And then we get to Starcraft 2…
In Starcraft 2, we’re no longer constrained by the graphical and budgetary limitations of 1998. Blizzard has heaps of riches, tons of skill, and lots of processor power to throw at the problem. If they want their story to look like a movie, it can. It does.
Link (YouTube) |
Continuing the practice of telling the story with talking heads is no longer viable. Okay, for a lot of us that would have been just fine, but we all know that some people would say it looked “cheap”. Over the past fifteen years Blizzard has perfected the art of making gripping, epic cutscenes. Their efforts now exceed even Square Enix, the previous masters of lavishly over-produced spectacle and fan service. It was inevitable that they would want to bring that talent to bear when it came to telling their story. We could imagine a hypothetical timeline where the suits, the designers, the producers, the artists and the writers all signed off on the notion that they didn’t need eye-grabbing, YouTube-friendly, viral-ready shorts to tell their story. But only if we imagine really, really hard.
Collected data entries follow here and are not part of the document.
// SPDX-License-Identifier: CEPL-1.0
use clap::Parser;
use serde::Deserialize;
use std::path::PathBuf;
use waku_platform::WindowDesc;
use waku_render::RenderConfig;

#[derive(Parser, Debug)]
#[command(author, version, about, long_about = None)]
pub struct Args {
    /// TOML config file. Missing means defaults.
    #[arg(long, default_value = "waku.toml")]
    pub config: PathBuf,
    /// Wavefront OBJ mesh
    #[arg(long)]
    pub model: Option<PathBuf>,
    /// Texture image (png or jpeg)
    #[arg(long)]
    pub texture: Option<PathBuf>,
    #[arg(long)]
    pub frames_in_flight: Option<usize>,
    /// Enable the Khronos validation layer
    #[arg(long, overrides_with = "no_validation")]
    pub validation: bool,
    #[arg(long, overrides_with = "validation")]
    pub no_validation: bool,
    /// SPIR-V vertex shader, used with --fragment-shader
    #[arg(long)]
    pub vertex_shader: Option<PathBuf>,
    /// SPIR-V fragment shader, used with --vertex-shader
    #[arg(long)]
    pub fragment_shader: Option<PathBuf>,
}

#[derive(Debug, Clone, Deserialize)]
#[serde(default)]
pub struct WindowCfg {
    pub title: String,
    pub width: u32,
    pub height: u32,
}

impl Default for WindowCfg {
    fn default() -> Self {
        let d = WindowDesc::default();
        Self {
            title: d.title,
            width: d.width,
            height: d.height,
        }
    }
}

impl WindowCfg {
    pub fn desc(&self) -> WindowDesc {
        WindowDesc {
            title: self.title.clone(),
            width: self.width,
            height: self.height,
        }
    }
}

#[derive(Debug, Clone, Deserialize)]
#[serde(default)]
pub struct AssetsCfg {
    pub model: PathBuf,
    /// None draws the mesh with a 1x1 white texture.
    pub texture: Option<PathBuf>,
    pub vertex_shader: Option<PathBuf>,
    pub fragment_shader: Option<PathBuf>,
}

impl Default for AssetsCfg {
    fn default() -> Self {
        Self {
            model: PathBuf::from("assets/models/model.obj"),
            texture: Some(PathBuf::from("assets/textures/texture.jpg")),
            vertex_shader: None,
            fragment_shader: None,
        }
    }
}

#[derive(Debug, Clone, Default, Deserialize)]
#[serde(default)]
pub struct AppCfg {
    pub window: WindowCfg,
    pub render: RenderConfig,
    pub assets: AssetsCfg,
}

impl AppCfg {
    /// Command-line values win over the file.
    pub fn apply_args(&mut self, args: &Args) {
        if let Some(p) = &args.model {
            self.assets.model = p.clone();
        }
        if let Some(p) = &args.texture {
            self.assets.texture = Some(p.clone());
        }
        if let Some(p) = &args.vertex_shader {
            self.assets.vertex_shader = Some(p.clone());
        }
        if let Some(p) = &args.fragment_shader {
            self.assets.fragment_shader = Some(p.clone());
        }
        if let Some(n) = args.frames_in_flight {
            self.render.frames_in_flight = n;
        }
        if args.validation {
            self.render.validation = true;
        } else if args.no_validation {
            self.render.validation = false;
        }
    }
}

#[cfg(test)]
mod tests {
    use super::*;
    use waku_render::PresentModePref;

    #[test]
    fn empty_file_is_all_defaults() {
        let cfg: AppCfg = toml::from_str("").unwrap();
        assert_eq!(cfg.window.title, "Waku");
        assert_eq!((cfg.window.width, cfg.window.height), (800, 600));
        assert_eq!(cfg.render, RenderConfig::default());
        assert_eq!(cfg.assets.model, PathBuf::from("assets/models/model.obj"));
    }

    #[test]
    fn partial_sections_fill_in() {
        let cfg: AppCfg = toml::from_str(
            r#"
            [render]
            frames_in_flight = 3
            present_mode = "fifo"
            clear_color = [0.1, 0.2, 0.3, 1.0]

            [assets]
            model = "cube.obj"
            "#,
        )
        .unwrap();
        assert_eq!(cfg.render.frames_in_flight, 3);
        assert_eq!(cfg.render.present_mode, PresentModePref::Fifo);
        assert_eq!(cfg.render.clear_color, [0.1, 0.2, 0.3, 1.0]);
        assert_eq!(cfg.assets.model, PathBuf::from("cube.obj"));
        assert!(cfg.assets.texture.is_some());
        assert_eq!(cfg.window.width, 800);
    }

    #[test]
    fn unknown_present_mode_is_rejected() {
        let r: Result<AppCfg, _> = toml::from_str("[render]\npresent_mode = \"immediate\"\n");
        assert!(r.is_err());
    }

    #[test]
    fn cli_overrides_file() {
        let mut cfg = AppCfg::default();
        cfg.render.validation = true;
        let args = Args::try_parse_from([
            "waku",
            "--model",
            "a.obj",
            "--frames-in-flight",
            "4",
            "--no-validation",
            "--vertex-shader",
            "v.spv",
            "--fragment-shader",
            "f.spv",
        ])
        .unwrap();
        cfg.apply_args(&args);
        assert_eq!(cfg.assets.model, PathBuf::from("a.obj"));
        assert_eq!(cfg.render.frames_in_flight, 4);
        assert!(!cfg.render.validation);
        assert_eq!(cfg.assets.vertex_shader, Some(PathBuf::from("v.spv")));
        assert_eq!(cfg.assets.fragment_shader, Some(PathBuf::from("f.spv")));
    }

    #[test]
    fn last_validation_flag_wins() {
        let args = Args::try_parse_from(["waku", "--no-validation", "--validation"]).unwrap();
        assert!(args.validation && !args.no_validation);
        let mut cfg = AppCfg::default();
        cfg.render.validation = false;
        cfg.apply_args(&args);
        assert!(cfg.render.validation);
    }

    #[test]
    fn no_flags_keep_file_values() {
        let args = Args::try_parse_from(["waku"]).unwrap();
        let mut cfg: AppCfg = toml::from_str("[render]\nvalidation = true\n").unwrap();
        cfg.apply_args(&args);
        assert!(cfg.render.validation);
        assert_eq!(args.config, PathBuf::from("waku.toml"));
    }
}
// SPDX-License-Identifier: CEPL-1.0
use crate::input::{InputState, MoveKeys};
use glam::{Mat4, Vec3};

/// Free-moving look-at camera. Z is up.
#[derive(Clone, Debug)]
pub struct Camera {
    pub pos: Vec3,
    pub look_at: Vec3,
    pub up: Vec3,
    pub forward: Vec3,
    pub fovy: f32,
    pub z_near: f32,
    pub z_far: f32,
    pub speed: f32,
    aspect: f32,
}

impl Default for Camera {
    fn default() -> Self {
        Self {
            pos: Vec3::new(2.0, 2.0, 2.0),
            look_at: Vec3::ZERO,
            up: Vec3::Z,
            forward: Vec3::new(-2.0, -2.0, -2.0),
            fovy: 45f32.to_radians(),
            z_near: 0.1,
            z_far: 10.0,
            speed: 2.0,
            aspect: 4.0 / 3.0,
        }
    }
}

impl Camera {
    pub fn new(width: u32, height: u32) -> Self {
        let mut cam = Self::default();
        cam.set_viewport(width, height);
        cam
    }

    /// Zero-sized viewports keep the previous aspect.
    pub fn set_viewport(&mut self, width: u32, height: u32) {
        if width > 0 && height > 0 {
            self.aspect = width as f32 / height as f32;
        }
    }

    pub fn update(&mut self, input: &InputState, dt: f32) {
        let mut dir = Vec3::ZERO;
        if input.is_held(MoveKeys::FORWARD) {
            dir += self.forward;
        }
        if input.is_held(MoveKeys::BACKWARD) {
            dir -= self.forward;
        }
        // LEFT/RIGHT are tracked but do not move the camera.
        if !input.held().intersects(MoveKeys::FORWARD | MoveKeys::BACKWARD) {
            return;
        }
        self.pos += dir * dt * self.speed;
        self.look_at = self.pos + self.forward;
    }

    pub fn view(&self) -> Mat4 {
        Mat4::look_at_rh(self.pos, self.look_at, self.up)
    }

    /// Depth range 0..1 with clip-space Y pointing down.
    pub fn projection(&self) -> Mat4 {
        let mut proj = Mat4::perspective_rh(self.fovy, self.aspect, self.z_near, self.z_far);
        proj.y_axis.y *= -1.0;
        proj
    }
}

#[cfg(test)]
mod tests {
    use super::*;
    use glam::Vec4;

    #[test]
    fn idle_input_leaves_camera_still() {
        let mut cam = Camera::new(800, 600);
        cam.update(&InputState::new(), 1.0);
        assert_eq!(cam.pos, Vec3::new(2.0, 2.0, 2.0));
        assert_eq!(cam.look_at, Vec3::ZERO);
    }

    #[test]
    fn forward_moves_along_forward_vector() {
        let mut cam = Camera::new(800, 600);
        let mut input = InputState::new();
        input.set(MoveKeys::FORWARD, true);
        cam.update(&input, 0.25);
        // 2 + (-2 * 0.25 * 2)
        assert!((cam.pos - Vec3::splat(1.0)).length() < 1e-5);
        assert!((cam.look_at - Vec3::splat(-1.0)).length() < 1e-5);
    }

    #[test]
    fn opposite_keys_cancel() {
        let mut cam = Camera::new(800, 600);
        let mut input = InputState::new();
        input.set(MoveKeys::FORWARD | MoveKeys::BACKWARD, true);
        cam.update(&input, 1.0);
        assert!((cam.pos - Vec3::splat(2.0)).length() < 1e-5);
    }

    #[test]
    fn side_keys_do_not_move() {
        let mut cam = Camera::new(800, 600);
        let mut input = InputState::new();
        input.set(MoveKeys::LEFT | MoveKeys::RIGHT, true);
        cam.update(&input, 0.5);
        assert_eq!(cam.pos, Vec3::new(2.0, 2.0, 2.0));
        assert_eq!(cam.look_at, Vec3::ZERO);

        input.set(MoveKeys::RIGHT, false);
        input.set(MoveKeys::FORWARD, true);
        cam.update(&input, 0.25);
        // only the forward component counts
        assert!((cam.pos - Vec3::splat(1.0)).length() < 1e-5);
    }

    #[test]
    fn projection_flips_y() {
        let cam = Camera::new(800, 600);
        let p = cam.projection();
        assert!(p.y_axis.y < 0.0);
        assert!(p.x_axis.x > 0.0);
    }

    #[test]
    fn view_puts_target_in_front() {
        let cam = Camera::new(800, 600);
        let origin = cam.view() * Vec4::new(0.0, 0.0, 0.0, 1.0);
        // right handed: in front means negative z in view space
        assert!(origin.z < 0.0);
        assert!((origin.z + 12f32.sqrt()).abs() < 1e-4);
    }

    #[test]
    fn zero_viewport_keeps_aspect() {
        let mut cam = Camera::new(1000, 500);
        cam.set_viewport(0, 0);
        assert!((cam.aspect - 2.0).abs() < 1e-6);
    }
}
So they changed the format of the story from conference call to a series of animated shorts. I’ll admit it looks great, but the transition has done odd things to the tone.
Check out this scene:
Link (YouTube) |
That’s a cutscene from Starcraft 2. It’s a flashback to a moment from Starcraft 1. In the original game, the same dialog played out in raido messages while you were managing your units. Now it’s a movie. When I saw the newer, sexier version of this scene my first thought was, “Wait. Why did he leave her behind again? Wouldn’t it be super-useful to have a badass Ghost like Kerrigan on our side? What possible benefit could there be to ditching her?” Suddenly the story is a movie and now I’m expecting movie-type things like proper character motivations.
In the first game, Mengsk busts Raynor out of prison. No explanation, nothing. He just does. Duke changes sides and all his nebulous forces come with him, no questions asked. And all of this is fine because at this removed distance we don’t expect to see much detail. We just need the characters to be iconic and vibrant.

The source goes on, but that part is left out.